▸ Exercise:
As an exercise, copy out the entries exactly as written.
Source material Start Marker
use serde::{Deserialize, Serialize};

/// Fallback accent used for any group without an explicit color mapping
/// (rooms, the `Other` category).
pub const NEUTRAL_ACCENT: u32 = 0x8A8A8A;

/// Closed set of item categories. Grouping, color coding and the fixed
/// display order for detail views all key off this enum.
#[derive(Debug, Clone, Copy, PartialEq, Eq, Hash, Serialize, Deserialize)]
#[serde(rename_all = "snake_case")]
pub enum Category {
    Furniture,
    Lighting,
    Decor,
    Textiles,
    Artwork,
    Appliances,
    Fixtures,
    Finishes,
    Services,
    Other,
}

impl Category {
    pub const ALL: [Category; 10] = [
        Category::Furniture,
        Category::Lighting,
        Category::Decor,
        Category::Textiles,
        Category::Artwork,
        Category::Appliances,
        Category::Fixtures,
        Category::Finishes,
        Category::Services,
        Category::Other,
    ];

    pub fn label(self) -> &'static str {
        match self {
            Category::Furniture => "Furniture",
            Category::Lighting => "Lighting",
            Category::Decor => "Decor",
            Category::Textiles => "Textiles",
            Category::Artwork => "Artwork",
            Category::Appliances => "Appliances",
            Category::Fixtures => "Fixtures",
            Category::Finishes => "Finishes",
            Category::Services => "Services",
            Category::Other => "Other",
        }
    }

    /// Accent color as 0xRRGGBB. `Other` carries no explicit mapping and
    /// resolves to the neutral fallback.
    pub fn accent_color(self) -> u32 {
        match self {
            Category::Furniture => 0xB0865A,
            Category::Lighting => 0xE3B448,
            Category::Decor => 0x7FA88F,
            Category::Textiles => 0xA56E7F,
            Category::Artwork => 0x5E7B9B,
            Category::Appliances => 0x6F7D8C,
            Category::Fixtures => 0x53828B,
            Category::Finishes => 0x9A8F79,
            Category::Services => 0x8064A2,
            Category::Other => NEUTRAL_ACCENT,
        }
    }

    /// Rank in the fixed display-order table used by technical/detail views.
    pub fn display_rank(self) -> usize {
        match self {
            Category::Furniture => 0,
            Category::Lighting => 1,
            Category::Textiles => 2,
            Category::Decor => 3,
            Category::Artwork => 4,
            Category::Appliances => 5,
            Category::Fixtures => 6,
            Category::Finishes => 7,
            Category::Services => 8,
            Category::Other => 9,
        }
    }
}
Source material End Marker
▸ Exercise output:
use serde::{Deserialize, Serialize};

/// Fallback accent used for any group without an explicit color mapping
/// (rooms, the `Other` category).
pub const NEUTRAL_ACCENT: u32 = 0x8A8A8A;

/// Closed set of item categories. Grouping, color coding and the fixed
/// display order for detail views all key off this enum.
#[derive(Debug, Clone, Copy, PartialEq, Eq, Hash, Serialize, Deserialize)]
#[serde(rename_all = "snake_case")]
pub enum Category {
    Furniture,
    Lighting,
    Decor,
    Textiles,
    Artwork,
    Appliances,
    Fixtures,
    Finishes,
    Services,
    Other,
}

impl Category {
    pub const ALL: [Category; 10] = [
        Category::Furniture,
        Category::Lighting,
        Category::Decor,
        Category::Textiles,
        Category::Artwork,
        Category::Appliances,
        Category::Fixtures,
        Category::Finishes,
        Category::Services,
        Category::Other,
    ];

    pub fn label(self) -> &'static str {
        match self {
            Category::Furniture => "Furniture",
            Category::Lighting => "Lighting",
            Category::Decor => "Decor",
            Category::Textiles => "Textiles",
            Category::Artwork => "Artwork",
            Category::Appliances => "Appliances",
            Category::Fixtures => "Fixtures",
            Category::Finishes => "Finishes",
            Category::Services => "Services",
            Category::Other => "Other",
        }
    }

    /// Accent color as 0xRRGGBB. `Other` carries no explicit mapping and
    /// resolves to the neutral fallback.
    pub fn accent_color(self) -> u32 {
        match self {
            Category::Furniture => 0xB0865A,
            Category::Lighting => 0xE3B448,
            Category::Decor => 0x7FA88F,
            Category::Textiles => 0xA56E7F,
            Category::Artwork => 0x5E7B9B,
            Category::Appliances => 0x6F7D8C,
            Category::Fixtures => 0x53828B,
            Category::Finishes => 0x9A8F79,
            Category::Services => 0x8064A2,
            Category::Other => NEUTRAL_ACCENT,
        }
    }

    /// Rank in the fixed display-order table used by technical/detail views.
    pub fn display_rank(self) -> usize {
        match self {
            Category::Furniture => 0,
            Category::Lighting => 1,
            Category::Textiles => 2,
            Category::Decor => 3,
            Category::Artwork => 4,
            Category::Appliances => 5,
            Category::Fixtures => 6,
            Category::Finishes => 7,
            Category::Services => 8,
            Category::Other => 9,
        }
    }
}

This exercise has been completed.